Noted philanthropist,
preeminent authority
on Japanese women
and yes, 4-time consort
of a known homosexual.


Today, I am here to instruct you on how to root a Japanese woman.

From ensnarement, to courtship, along to 1st base, and so on, round the bases, until finally there you are at 3am in the womens restroom of your local Mcdonalds family restaurant, tanked up on Dutch courage, blearily waving your dishevelled spigot in the vague direction of a heavily-pixellated black thicket.

Mine's a Negligent Chloroform Happy Set!

So then, without further ado, hands where I can see them, sharpen up those HB pencils and let's go.

Step 1. Holding hands.

Image

Figure 1. The male should immediately attempt to assert his dominance in the relationship by "accidentally" thrusting his fingernails up and under the females fingernails. This technique draws it's genesis from the bamboo torture of yesteryear.

This lancing pain serves as the perfect segue to Figures 2 and 3. The pained woman, falling, in agony, gratefully accepts the strong consoling male hand as the male murmurs a half-hearted apology.

If the initial thrust fails to delve under the female fingernail, the male should withdraw his hand and try again until successful. This is a crucial first step towards establishing lasting dominance in a relationship.

Figure 4,5,6.
After the agony of Figure 1, the female, half-falling, and blinded by her tears, reaches up desperately for a steadying consoling hand. This is where you come in. The strong reliable male, there in her time of need. Her trauma from the fingernail pain will cause her to block that particular ordeal from her memory and simply recall your consoling touch.

You are now, officially, on track for your first-ever root.




Step 2. Holding hands (Advanced)


Image

Figure 1.
Holding the females hand like so sows the perilious seed of MARRIAGE in the impetuous and insecure womans head.
"Ooh, ooh, he's sizing me up for a ring, he is" she thinks.
All the while, of course, the man is thinking of nothing more than tilling her black cabbage patch with his mottled roto-rooter.


Figure 2.
Austere and chivalrous, the mans sincerity is overt as he draws the woman closer, making a point not to look at her teeth.

Figure 3.
The man feigns admiration of the womans graceful digits.
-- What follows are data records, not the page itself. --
//! Snapshot publishing configuration.

use std::time::Duration;

/// Configuration for [`super::TimetableSnapshotManager`].
#[derive(Debug, Clone)]
pub struct SnapshotConfig {
    /// Minimum time between two published snapshots. Updates arriving in
    /// between are collected in the buffer and published together.
    pub max_snapshot_frequency: Duration,

    /// Whether realtime data for past service dates is dropped.
    pub purge_expired_data: bool,
}

impl SnapshotConfig {
    pub fn new(max_snapshot_frequency: Duration, purge_expired_data: bool) -> Self {
        Self {
            max_snapshot_frequency,
            purge_expired_data,
        }
    }
}

impl Default for SnapshotConfig {
    fn default() -> Self {
        Self {
            max_snapshot_frequency: Duration::from_secs(1),
            purge_expired_data: true,
        }
    }
}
A cunning ruse. By doing this, the man has subliminally relayed his true intentions to the dullard woman by having her point her fingers directly towards his tiny wee Action Jackson (still concealed at this stage).




Step 3. Walking together.

Image

Figure 1.
The mans arm MUST be positioned in front of the womans in order to ASSERT DOMINANCE. This careful groundwork and attention to detail will serve the man well later on in the relationship, in the bedroom, when he drunkenly attempts to mount the poor woman like a mad dog in heat.

Figure 2.
Woman love this strong, dignified position. The man should grin and bear it, appeasing himself with daydreamed images of the woman's gaping black vag patch.

Figure 3.
Yes, this position looks like something Stevie Wonder might try, but look again. Yes, it's the patented Gunstonian Reverse-Overlapping Bicep Forelock Inadvertent Cockbrush Manoeuvre. The woman's hand has been correctly positioned North by Northwest of the man's slumbering stumpage. It'll only take a couple of ungainly strides and she'll be unwittingly knocking on old John Thomas's door. This in turn will trigger the mans biological release of alluring pheromones, cascading over the woman, further enhancing the prospect, in the near future, of Sausage Time.

Figure 4.
An advanced version of figure 3.

Figures 5,6,7,8.
Again, the womans fingers are positioned pointing towards the mans knob. All things lead to the knob.


Next week; 2nd base: "Managing your Negligent Chloroform bullpen"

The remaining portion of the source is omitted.